Stored data entries
□ □ □ □ □

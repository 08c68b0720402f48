//! Tool trait

use crate::schema::ToolSchema;
use dtwin_core::SearchError;
use serde_json::Value;

/// Result of a tool call
#[derive(Debug, Clone, PartialEq, Eq)]
pub struct ToolOutput {
    /// JSON result handed back to the caller
    pub data: Value,
}

impl ToolOutput {
    /// Wrap a JSON result
    #[must_use]
    pub fn new(data: Value) -> Self {
        Self { data }
    }

    /// Compact JSON bytes
    ///
    /// # Errors
    ///
    /// Returns error if serialization fails
    pub fn to_bytes(&self) -> Result<Vec<u8>, ToolError> {
        serde_json::to_vec(&self.data).map_err(|e| ToolError::Encoding {
            reason: e.to_string(),
        })
    }
}

/// Tool call error
#[derive(Debug, Clone, PartialEq, Eq, thiserror::Error)]
pub enum ToolError {
    /// No tool registered under this name
    #[error("Tool not found: {name}")]
    NotFound {
        /// Requested name
        name: String,
    },

    /// A tool with this name is already registered
    #[error("Tool already registered: {name}")]
    AlreadyRegistered {
        /// Conflicting name
        name: String,
    },

    /// Input could not be read as JSON
    #[error("Invalid input: {reason}")]
    InvalidInput {
        /// Parser message
        reason: String,
    },

    /// Search compilation failed
    #[error(transparent)]
    Search(#[from] SearchError),

    /// Output could not be encoded
    #[error("Encoding failed: {reason}")]
    Encoding {
        /// Serializer message
        reason: String,
    },
}

/// A callable exposed to the dispatch host
pub trait Tool: Send + Sync {
    /// Registered name
    fn name(&self) -> &str;

    /// Published schema
    fn schema(&self) -> ToolSchema;

    /// Invoke the tool with its JSON arguments
    ///
    /// # Errors
    ///
    /// Returns error if the arguments are rejected
    fn call(&self, args: &Value) -> Result<ToolOutput, ToolError>;
}
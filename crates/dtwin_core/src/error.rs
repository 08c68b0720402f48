//! Core error types for dTwin search.

/// Search result type
pub type SearchResult<T> = Result<T, SearchError>;

/// Errors raised while compiling a search request.
///
/// Every variant is a caller error. Nothing is retried or recovered; the
/// message is meant to be surfaced verbatim to whoever produced the input.
#[derive(Debug, Clone, PartialEq, Eq, thiserror::Error)]
pub enum SearchError {
    /// Top-level arguments are not an object
    #[error("Tool expects a single object argument")]
    InvalidArgumentShape,

    /// `parameters` is present but not a list
    #[error("`parameters` must be a list")]
    InvalidParametersShape,

    /// A `parameters` element is not an object
    #[error("Each parameter must be an object (element {index})")]
    InvalidParameterShape {
        /// Position of the offending element
        index: usize,
    },

    /// `parameter` is missing or not a known parameter kind
    #[error("Unknown parameter enum: {value}")]
    UnknownParameterKind {
        /// Rejected value as received
        value: String,
    },

    /// `operator` is not a known operator
    #[error("Unknown operator enum: {value}")]
    UnknownOperator {
        /// Rejected value as received
        value: String,
    },

    /// More filters than the single-filter policy allows
    #[error("At most one parameter is allowed, got {count}")]
    TooManyFilters {
        /// Number of filters received
        count: usize,
    },

    /// A `Property` filter lacks a key or a value
    #[error("Property parameter {index} requires both key and value")]
    IncompletePropertyFilter {
        /// Position of the offending filter
        index: usize,
    },

    /// An `EntityType` filter was emitted without the prompt mentioning a type
    #[error("EntityType parameter {index} used without an explicit type mention")]
    EntityTypeNotMentioned {
        /// Position of the offending filter
        index: usize,
    },

    /// Payload could not be encoded
    #[error("Encoding failed: {reason}")]
    Encoding {
        /// Underlying serializer message
        reason: String,
    },
}

impl SearchError {
    /// Stable machine-readable name of the error kind
    #[must_use]
    pub const fn kind(&self) -> &'static str {
        match self {
            Self::InvalidArgumentShape => "InvalidArgumentShape",
            Self::InvalidParametersShape => "InvalidParametersShape",
            Self::InvalidParameterShape { .. } => "InvalidParameterShape",
            Self::UnknownParameterKind { .. } => "UnknownParameterKind",
            Self::UnknownOperator { .. } => "UnknownOperator",
            Self::TooManyFilters { .. } => "TooManyFilters",
            Self::IncompletePropertyFilter { .. } => "IncompletePropertyFilter",
            Self::EntityTypeNotMentioned { .. } => "EntityTypeNotMentioned",
            Self::Encoding { .. } => "Encoding",
        }
    }

    /// Whether the error comes from an opt-in policy rather than input shape
    #[must_use]
    pub const fn is_policy_violation(&self) -> bool {
        matches!(
            self,
            Self::TooManyFilters { .. }
                | Self::IncompletePropertyFilter { .. }
                | Self::EntityTypeNotMentioned { .. }
        )
    }
}

impl From<serde_json::Error> for SearchError {
    fn from(err: serde_json::Error) -> Self {
        Self::Encoding {
            reason: err.to_string(),
        }
    }
}

/// Enum registry lookup error
#[derive(Debug, Clone, PartialEq, Eq, thiserror::Error)]
pub enum EnumError {
    /// Name is not part of the fixed table
    #[error("Unknown {table} value: {name}")]
    UnknownEnumValue {
        /// Table that was searched
        table: &'static str,
        /// Name as received
        name: String,
    },
}
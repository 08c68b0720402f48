//! dTwin Search Core Types
//!
//! This crate contains pure types and logic with no I/O.
//! Canonical payloads serialize to a byte-stable JSON envelope.

#![warn(missing_docs)]
#![warn(clippy::all)]

pub mod codes;
pub mod error;
pub mod payload;
pub mod request;

// Re-exports
pub use codes::{Coded, EnumEntry, EnumRegistry, EnumTable, Operator, ParameterKind};
pub use error::{EnumError, SearchError, SearchResult};
pub use payload::{CanonicalPayload, CodedFilter, Command, FunctionCall, SearchArguments};
pub use request::{ParameterFilter, ValidatedRequest};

□ □ □ □ □

▶ **Task goal**: Up to and including the line that contains "to the caller", output the records above exactly, beginning with their first line.

▶ **Solution for this problem**:
repository 08c68b0720402f48
//! Tool trait

use crate::schema::ToolSchema;
use dtwin_core::SearchError;
use serde_json::Value;

/// Result of a tool call
#[derive(Debug, Clone, PartialEq, Eq)]
pub struct ToolOutput {
    /// JSON result handed back to the caller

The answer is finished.